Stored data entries
--------------------------------

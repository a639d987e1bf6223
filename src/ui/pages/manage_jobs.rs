//! Recruiter job management
//!
//! Post new jobs, browse own postings, and review the applicants of a selected job.

use leptos::prelude::*;
use leptos::task::spawn_local;

use crate::core::api::RecruiterApi;
use crate::core::models::{Application, ApplicationStatus, ExperienceLevel, Job, JobDraft, JobType};
use crate::core::validation::{ValidationError, parse_positive_decimal, split_list};
use crate::ui::auth::use_auth_context;
use crate::ui::common::{
    EmptyState, ErrorMessage, FormField, InlineSpinner, SelectField, Spinner, TextAreaField,
    field_error,
};
use crate::ui::jobs::{ApplicationRow, JobCard};
use crate::ui::notifications::use_toasts;

#[component]
pub fn ManageJobsPage() -> impl IntoView {
    let auth = use_auth_context();
    let jobs = RwSignal::new(None::<Vec<Job>>);
    let error = RwSignal::new(None::<String>);
    let show_form = RwSignal::new(false);
    let selected = RwSignal::new(None::<i64>);

    let load_jobs = move || {
        let client = auth.client();
        spawn_local(async move {
            match RecruiterApi::new(&client).my_jobs().await {
                Ok(list) => jobs.set(Some(list)),
                Err(err) => error.set(Some(err.user_message())),
            }
        });
    };

    Effect::new(move |_| load_jobs());

    let on_created = Callback::new(move |job: Job| {
        show_form.set(false);
        jobs.update(|list| list.get_or_insert_with(Vec::new).insert(0, job));
    });

    view! {
        <main class="page">
            <header class="page-header">
                <h1>"Manage jobs"</h1>
                <button class="btn btn-primary" on:click=move |_| show_form.update(|v| *v = !*v)>
                    {move || if show_form.get() { "Close" } else { "Post a job" }}
                </button>
            </header>

            <ErrorMessage error=error />

            <Show when=move || show_form.get()>
                <JobForm on_created=on_created />
            </Show>

            {move || match jobs.get() {
                None if error.get().is_none() => view! { <Spinner /> }.into_any(),
                None => ().into_any(),
                Some(list) if list.is_empty() => {
                    view! { <EmptyState title="No jobs posted yet" hint="Use \"Post a job\" to publish one" /> }.into_any()
                }
                Some(list) => list
                    .into_iter()
                    .map(|job| {
                        let job_id = job.id;
                        view! {
                            <JobCard job=job>
                                <button
                                    class="btn btn-ghost"
                                    on:click=move |_| {
                                        selected.update(|current| {
                                            *current = if *current == Some(job_id) { None } else { Some(job_id) };
                                        })
                                    }
                                >
                                    {move || if selected.get() == Some(job_id) { "Hide applicants" } else { "View applicants" }}
                                </button>
                                <Show when=move || selected.get() == Some(job_id)>
                                    <Applicants job_id=job_id />
                                </Show>
                            </JobCard>
                        }
                    })
                    .collect_view()
                    .into_any(),
            }}
        </main>
    }
}

#[component]
fn JobForm(on_created: Callback<Job>) -> impl IntoView {
    let auth = use_auth_context();
    let toasts = use_toasts();

    let title = RwSignal::new(String::new());
    let description = RwSignal::new(String::new());
    let pay = RwSignal::new(String::new());
    let level = RwSignal::new(ExperienceLevel::Mid.as_str().to_string());
    let job_type = RwSignal::new(JobType::default().as_str().to_string());
    let location = RwSignal::new(String::new());
    let remote = RwSignal::new(true);
    let requirements = RwSignal::new(String::new());
    let deadline = RwSignal::new(String::new());
    let skills = RwSignal::new(String::new());

    let invalid = RwSignal::new(None::<ValidationError>);
    let submitting = RwSignal::new(false);

    let level_options = ExperienceLevel::ALL
        .iter()
        .map(|l| (l.as_str(), l.to_string()))
        .collect::<Vec<_>>();
    let type_options = JobType::ALL
        .iter()
        .map(|t| (t.as_str(), t.to_string()))
        .collect::<Vec<_>>();

    let non_blank = |value: String| Some(value.trim().to_string()).filter(|v| !v.is_empty());

    let on_submit = move |ev: leptos::ev::SubmitEvent| {
        ev.prevent_default();

        let draft = match parse_positive_decimal(&pay.get(), "pay_per_hour") {
            Ok(pay_per_hour) => JobDraft {
                title: title.get().trim().to_string(),
                description: description.get().trim().to_string(),
                pay_per_hour: pay_per_hour.unwrap_or_default(),
                experience_level: level.get().parse().unwrap_or(ExperienceLevel::Mid),
                job_type: job_type.get().parse().unwrap_or_default(),
                location: non_blank(location.get()),
                is_remote: remote.get(),
                requirements: non_blank(requirements.get()),
                application_deadline: non_blank(deadline.get()),
                required_skills: split_list(&skills.get()),
            },
            Err(err) => {
                invalid.set(Some(err));
                return;
            }
        };
        if let Err(err) = draft.validate() {
            invalid.set(Some(err));
            return;
        }
        invalid.set(None);

        let client = auth.client();
        submitting.set(true);
        spawn_local(async move {
            if let Ok(job) = RecruiterApi::new(&client).create_job(&draft).await {
                toasts.success("Job posted", format!("\"{}\" is now live", job.title));
                on_created.run(job);
            }
            submitting.set(false);
        });
    };

    view! {
        <form class="card job-form" on:submit=on_submit novalidate>
            <FormField label="Title" name="title" required=true value=title error=field_error(invalid, "title") />
            <TextAreaField
                label="Description"
                name="description"
                required=true
                rows=6
                value=description
                error=field_error(invalid, "description")
            />
            <div class="field-row">
                <FormField
                    label="Pay ($/hr)"
                    name="pay_per_hour"
                    input_type="number"
                    required=true
                    value=pay
                    error=field_error(invalid, "pay_per_hour")
                />
                <SelectField label="Level" name="experience_level" options=level_options value=level />
                <SelectField label="Type" name="job_type" options=type_options value=job_type />
            </div>
            <div class="field-row">
                <FormField label="Location" name="location" placeholder="City, country" value=location />
                <FormField label="Apply by" name="application_deadline" input_type="date" value=deadline />
            </div>
            <label class="checkbox">
                <input
                    type="checkbox"
                    prop:checked=move || remote.get()
                    on:change=move |ev| remote.set(event_target_checked(&ev))
                />
                "Remote friendly"
            </label>
            <FormField label="Skills" name="required_skills" placeholder="rust, postgres, docker" value=skills />
            <TextAreaField label="Requirements" name="requirements" value=requirements />

            <div class="button-row">
                <button type="submit" class="btn btn-primary" disabled=move || submitting.get()>
                    {move || submitting.get().then(|| view! { <InlineSpinner /> })}
                    "Publish"
                </button>
            </div>
        </form>
    }
}

/// Applicants of one job with review controls
#[component]
fn Applicants(job_id: i64) -> impl IntoView {
    let auth = use_auth_context();
    let applications = RwSignal::new(None::<Vec<Application>>);

    Effect::new(move |_| {
        let client = auth.client();
        spawn_local(async move {
            if let Ok(list) = RecruiterApi::new(&client).job_applications(job_id).await {
                applications.set(Some(list));
            }
        });
    });

    let on_updated = Callback::new(move |updated: Application| {
        applications.update(|list| {
            if let Some(slot) = list.iter_mut().flatten().find(|a| a.id == updated.id) {
                *slot = updated;
            }
        });
    });

    move || match applications.get() {
        None => view! { <InlineSpinner /> }.into_any(),
        Some(list) if list.is_empty() => view! { <EmptyState title="No applicants yet" /> }.into_any(),
        Some(list) => view! {
            <div class="applicant-list">
                {list
                    .into_iter()
                    .map(|application| {
                        let id = application.id;
                        let status = application.status;
                        view! {
                            <ApplicationRow application=application>
                                <ReviewControls application_id=id current=status on_updated=on_updated />
                            </ApplicationRow>
                        }
                    })
                    .collect_view()}
            </div>
        }
        .into_any(),
    }
}

#[component]
fn ReviewControls(
    application_id: i64,
    current: ApplicationStatus,
    on_updated: Callback<Application>,
) -> impl IntoView {
    let auth = use_auth_context();
    let toasts = use_toasts();

    let initial = if current.is_review_outcome() { current } else { ApplicationStatus::Reviewed };
    let status = RwSignal::new(initial.as_str().to_string());
    let notes = RwSignal::new(String::new());
    let saving = RwSignal::new(false);

    let options = ApplicationStatus::REVIEW_OUTCOMES
        .iter()
        .map(|s| (s.as_str(), s.to_string()))
        .collect::<Vec<_>>();

    let save = move |_: leptos::ev::MouseEvent| {
        let Ok(next) = status.get().parse::<ApplicationStatus>() else {
            return;
        };
        let notes = notes.get();
        let client = auth.client();
        saving.set(true);
        spawn_local(async move {
            let api = RecruiterApi::new(&client);
            if let Ok(updated) = api.update_application_status(application_id, next, Some(&notes)).await {
                toasts.success("Status updated", format!("Application marked {}", next.to_string().to_lowercase()));
                on_updated.run(updated);
            }
            saving.set(false);
        });
    };

    view! {
        <div class="review-controls">
            <SelectField label="Status" name="status" options=options value=status />
            <FormField label="Notes" name="recruiter_notes" placeholder="Visible to the applicant" value=notes />
            <button class="btn btn-primary" disabled=move || saving.get() on:click=save>"Update"</button>
        </div>
    }
}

--------------------------------

Output each line exactly, from the first line of the data down to the line that contains "use crate::ui::notifications::use_toasts;", both included.

repository a639d987e1bf6223
filename src/ui/pages/manage_jobs.rs
//! Recruiter job management
//!
//! Post new jobs, browse own postings, and review the applicants of a selected job.

use leptos::prelude::*;
use leptos::task::spawn_local;

use crate::core::api::RecruiterApi;
use crate::core::models::{Application, ApplicationStatus, ExperienceLevel, Job, JobDraft, JobType};
use crate::core::validation::{ValidationError, parse_positive_decimal, split_list};
use crate::ui::auth::use_auth_context;
use crate::ui::common::{
    EmptyState, ErrorMessage, FormField, InlineSpinner, SelectField, Spinner, TextAreaField,
    field_error,
};
use crate::ui::jobs::{ApplicationRow, JobCard};
use crate::ui::notifications::use_toasts;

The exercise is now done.